Ich habe mit unseren Programmen jedenfalls alles versucht, die Festspiele auf zukunftsfähige Beine zu stellen. Durch unsere Reihe „Frei Luft Musik“ mit kostenlosen Marktplatzkonzerten wurden neue Besucherinnen und Besucher angezogen, das Programm war ausgewogen und vielfältig, viele internationale Nachwuchsstars kommen nach Ludwigsburg. Mein Ziel ist es, die Festspiele sowohl in die Breite der Gesellschaft zu bringen, als auch ihre Reputation überregional international zu stärken. Es muss eine Basis geschaffen werden, als Grundlage für die nächste Intendanz. Will man mit dem haushalten, was man hat und eher städtisch und regional bleiben oder will man dem Namen Internationale Festspiele Baden-Württemberg gerecht werden. Es muss alles auf den Prüfstand.

Sind Sie enttäuscht über mangelnde Zustimmung in Ludwigsburg?

Es ist nicht einfach, in dieser Stadt Kultur zu machen. Meine bisherigen Jahre hier waren politisch geprägt durch Kämpfe gegen reale und drohende Kürzungen. Bei Internationalen Festspielen nahm ich vielleicht naiverweise, an, dass hier einiges zu bewegen ist und dann auch investiert wird. Jedoch war es eine leidenschaftliche Herausforderung, das Festival in diesen bewegten Zeiten in ein zukunftsweisendes „Fest der Künste, Demokratie und Nachhaltigkeit“ zu verwandeln, das hoffentlich auch in der Zukunft diese Ziele verfolgen wird.

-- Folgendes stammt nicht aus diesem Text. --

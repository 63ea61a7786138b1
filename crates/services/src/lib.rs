#![forbid(unsafe_code)]

pub mod action_client;
pub mod admin_service;
pub mod auth_service;
pub mod dashboard_service;
pub mod domain_service;
pub mod error;
pub mod exam_runner;
pub mod navigator;
pub mod profile_service;

#[cfg(test)]
mod test_support;

pub use assess_core::Clock;

pub use action_client::{ActionApi, ActionConfig, HttpActionClient};
pub use admin_service::{AdminService, AdminStudentRow, RoundMarks, StatusLookup};
pub use auth_service::{AuthService, LoginResponse, RegistrationForm};
pub use dashboard_service::{
    ChecklistStatus, DashboardData, DashboardService, OnlineReport, ProfileSummary, ScoreSummary,
};
pub use domain_service::DomainService;
pub use error::{
    ActionError, AdminError, AuthError, DashboardError, DomainSelectError, ExamError,
    FormValidationError, ProfileError,
};
pub use exam_runner::ExamRunner;
pub use navigator::Navigator;
pub use profile_service::{ProfileForm, ProfileService};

Was ist Ihr persönliches Fazit?

Bisher, so finde ich, war meine Intendanz sehr erfolgreich, ich habe viel frisches Geld gebracht, Weichen inhaltlich gestellt. Corona hat uns den Boden extrem wackelig gemacht, aber wir sind gut darüber hinweg gekommen. Die Sondermittel des Deutschen Bundestages, einige Stiftungen und die Partner aus der Wirtschaft waren unsere Rettung. Das Wichtigste jedoch: Wir haben vor allem künstlerisch sehr viel geleistet, trotz aller Widrigkeiten.

Was ist ihr Ziel in den verbliebenen zwei Festspieljahren?

Unser Team steht hochmotiviert in den Startlöchern und mit gemeinsamer Kraft werden wir alles dafür geben, dass die von mir eingeführten Themen die Schlossfestspiele weiter voranbringen. Mein Ziel für 2023 und 2024 ist eine hohe Auslastung. Ich habe die Saat ausgeworfen und hoffe, dass diese auch aufgeht, wenn vielleicht auch nicht mehr unter meiner Intendanz. Zudem strebe ich eine geordnete Übergabe in der Leitung der Festspiele an.

Wie sieht Ihre berufliche Zukunft aus? Auf mich warten viele neue Aufgaben. Im Rückblick möchte ich, dass meine Zeit in Ludwigsburg lohnende Jahre waren und wir Entwicklungen angeschoben haben, die sich auch für die Festspiele langfristig lohnen, sie feiern ja in zehn Jahren mit 100 ein großes rundes Jubiläum. Ich werde zu neuen Ufern aufbrechen.